> EXERCISE AIM:
Set down every line of the data, unchanged and complete.

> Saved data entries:
::::

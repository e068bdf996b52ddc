use async_trait::async_trait;
use reqwest::{Client, Url};
use secrecy::{ExposeSecret, Secret};

use taskforge_core::{Email, EmailClient, EmailTemplate, OneTimeCode};

/// Email delivery over Postmark's HTTP API.
#[derive(Clone)]
pub struct PostmarkEmailClient {
    http_client: Client,
    base_url: String,
    sender: Email,
    authorization_token: Secret<String>,
}

impl PostmarkEmailClient {
    pub fn new(
        base_url: String,
        sender: Email,
        authorization_token: Secret<String>,
        http_client: Client,
    ) -> Self {
        Self {
            http_client,
            base_url,
            sender,
            authorization_token,
        }
    }
}

#[async_trait]
impl EmailClient for PostmarkEmailClient {
    #[tracing::instrument(name = "Sending email", skip_all)]
    async fn send_code(
        &self,
        recipient: &Email,
        recipient_name: &str,
        template: EmailTemplate,
        code: &OneTimeCode,
    ) -> Result<(), String> {
        let base = Url::parse(&self.base_url).map_err(|e| e.to_string())?;
        let url = base.join("/email").map_err(|e| e.to_string())?;

        let (subject, body) = render(template, recipient_name, code);

        let request_body = SendEmailRequest {
            from: self.sender.expose(),
            to: recipient.expose(),
            subject,
            html_body: &body,
            text_body: &body,
            message_stream: MESSAGE_STREAM,
        };

        let request = self
            .http_client
            .post(url)
            .header(
                POSTMARK_AUTH_HEADER,
                self.authorization_token.expose_secret(),
            )
            .json(&request_body);

        request
            .send()
            .await
            .map_err(|e| e.to_string())?
            .error_for_status()
            .map_err(|e| e.to_string())?;

        Ok(())
    }
}

fn render(template: EmailTemplate, name: &str, code: &OneTimeCode) -> (&'static str, String) {
    match template {
        EmailTemplate::VerifyEmail => (
            "Verify Your Email",
            format!(
                "Hello {name},\n\nPlease verify your email by entering the following code: {}\n\n\
                 This code will expire in 24 hours.",
                code.as_str()
            ),
        ),
        EmailTemplate::ResetPassword => (
            "Reset Your Password",
            format!(
                "Hello {name},\n\nYou requested to reset your password. Use this code to reset \
                 your password: {}\n\nThis code will expire in 1 hour.\n\nIf you didn't request \
                 a password reset, you can ignore this email.",
                code.as_str()
            ),
        ),
    }
}

const MESSAGE_STREAM: &str = "outbound";
const POSTMARK_AUTH_HEADER: &str = "X-Postmark-Server-Token";

#[derive(serde::Serialize, Debug)]
#[serde(rename_all = "PascalCase")]
struct SendEmailRequest<'a> {
    from: &'a str,
    to: &'a str,
    subject: &'a str,
    html_body: &'a str,
    text_body: &'a str,
    message_stream: &'a str,
}
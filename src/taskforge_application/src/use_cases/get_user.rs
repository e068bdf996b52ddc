use taskforge_core::{CredentialStore, CredentialStoreError, PublicUser};

/// Error types specific to the get user use case
#[derive(Debug, thiserror::Error)]
pub enum GetUserError {
    #[error("User not found")]
    UserNotFound,
    #[error("Credential store error: {0}")]
    CredentialStoreError(CredentialStoreError),
}

/// Get user use case - a user by id, with credential fields stripped.
pub struct GetUserUseCase<C>
where
    C: CredentialStore,
{
    credential_store: C,
}

impl<C> GetUserUseCase<C>
where
    C: CredentialStore,
{
    pub fn new(credential_store: C) -> Self {
        Self { credential_store }
    }

    #[tracing::instrument(name = "GetUserUseCase::execute", skip(self))]
    pub async fn execute(&self, user_id: i64) -> Result<PublicUser, GetUserError> {
        let user = self
            .credential_store
            .find_by_id(user_id)
            .await
            .map_err(|e| match e {
                CredentialStoreError::UserNotFound => GetUserError::UserNotFound,
                other => GetUserError::CredentialStoreError(other),
            })?;
        Ok(user.to_public())
    }
}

::::

> REPLY TO THE EXERCISE:
repository e068bdf996b52ddc
use async_trait::async_trait;
use reqwest::{Client, Url};
use secrecy::{ExposeSecret, Secret};

use taskforge_core::{Email, EmailClient, EmailTemplate, OneTimeCode};

/// Email delivery over Postmark's HTTP API.
#[derive(Clone)]
pub struct PostmarkEmailClient {
    http_client: Client,
    base_url: String,
    sender: Email,
    authorization_token: Secret<String>,
}

impl PostmarkEmailClient {
    pub fn new(
        base_url: String,
        sender: Email,
        authorization_token: Secret<String>,
        http_client: Client,
    ) -> Self {
        Self {
            http_client,
            base_url,
            sender,
            authorization_token,
        }
    }
}

#[async_trait]
impl EmailClient for PostmarkEmailClient {
    #[tracing::instrument(name = "Sending email", skip_all)]
    async fn send_code(
        &self,
        recipient: &Email,
        recipient_name: &str,
        template: EmailTemplate,
        code: &OneTimeCode,
    ) -> Result<(), String> {
        let base = Url::parse(&self.base_url).map_err(|e| e.to_string())?;
        let url = base.join("/email").map_err(|e| e.to_string())?;

        let (subject, body) = render(template, recipient_name, code);

        let request_body = SendEmailRequest {
            from: self.sender.expose(),
            to: recipient.expose(),
            subject,
            html_body: &body,
            text_body: &body,
            message_stream: MESSAGE_STREAM,
        };

        let request = self
            .http_client
            .post(url)
            .header(
                POSTMARK_AUTH_HEADER,
                self.authorization_token.expose_secret(),
            )
            .json(&request_body);

        request
            .send()
            .await
            .map_err(|e| e.to_string())?
            .error_for_status()
            .map_err(|e| e.to_string())?;

        Ok(())
    }
}

fn render(template: EmailTemplate, name: &str, code: &OneTimeCode) -> (&'static str, String) {
    match template {
        EmailTemplate::VerifyEmail => (
            "Verify Your Email",
            format!(
                "Hello {name},\n\nPlease verify your email by entering the following code: {}\n\n\
                 This code will expire in 24 hours.",
                code.as_str()
            ),
        ),
        EmailTemplate::ResetPassword => (
            "Reset Your Password",
            format!(
                "Hello {name},\n\nYou requested to reset your password. Use this code to reset \
                 your password: {}\n\nThis code will expire in 1 hour.\n\nIf you didn't request \
                 a password reset, you can ignore this email.",
                code.as_str()
            ),
        ),
    }
}

const MESSAGE_STREAM: &str = "outbound";
const POSTMARK_AUTH_HEADER: &str = "X-Postmark-Server-Token";

#[derive(serde::Serialize, Debug)]
#[serde(rename_all = "PascalCase")]
struct SendEmailRequest<'a> {
    from: &'a str,
    to: &'a str,
    subject: &'a str,
    html_body: &'a str,
    text_body: &'a str,
    message_stream: &'a str,
}
filename src/taskforge_application/src/use_cases/get_user.rs
repository e068bdf996b52ddc
use taskforge_core::{CredentialStore, CredentialStoreError, PublicUser};

/// Error types specific to the get user use case
#[derive(Debug, thiserror::Error)]
pub enum GetUserError {
    #[error("User not found")]
    UserNotFound,
    #[error("Credential store error: {0}")]
    CredentialStoreError(CredentialStoreError),
}

/// Get user use case - a user by id, with credential fields stripped.
pub struct GetUserUseCase<C>
where
    C: CredentialStore,
{
    credential_store: C,
}

impl<C> GetUserUseCase<C>
where
    C: CredentialStore,
{
    pub fn new(credential_store: C) -> Self {
        Self { credential_store }
    }

    #[tracing::instrument(name = "GetUserUseCase::execute", skip(self))]
    pub async fn execute(&self, user_id: i64) -> Result<PublicUser, GetUserError> {
        let user = self
            .credential_store
            .find_by_id(user_id)
            .await
            .map_err(|e| match e {
                CredentialStoreError::UserNotFound => GetUserError::UserNotFound,
                other => GetUserError::CredentialStoreError(other),
            })?;
        Ok(user.to_public())
    }
}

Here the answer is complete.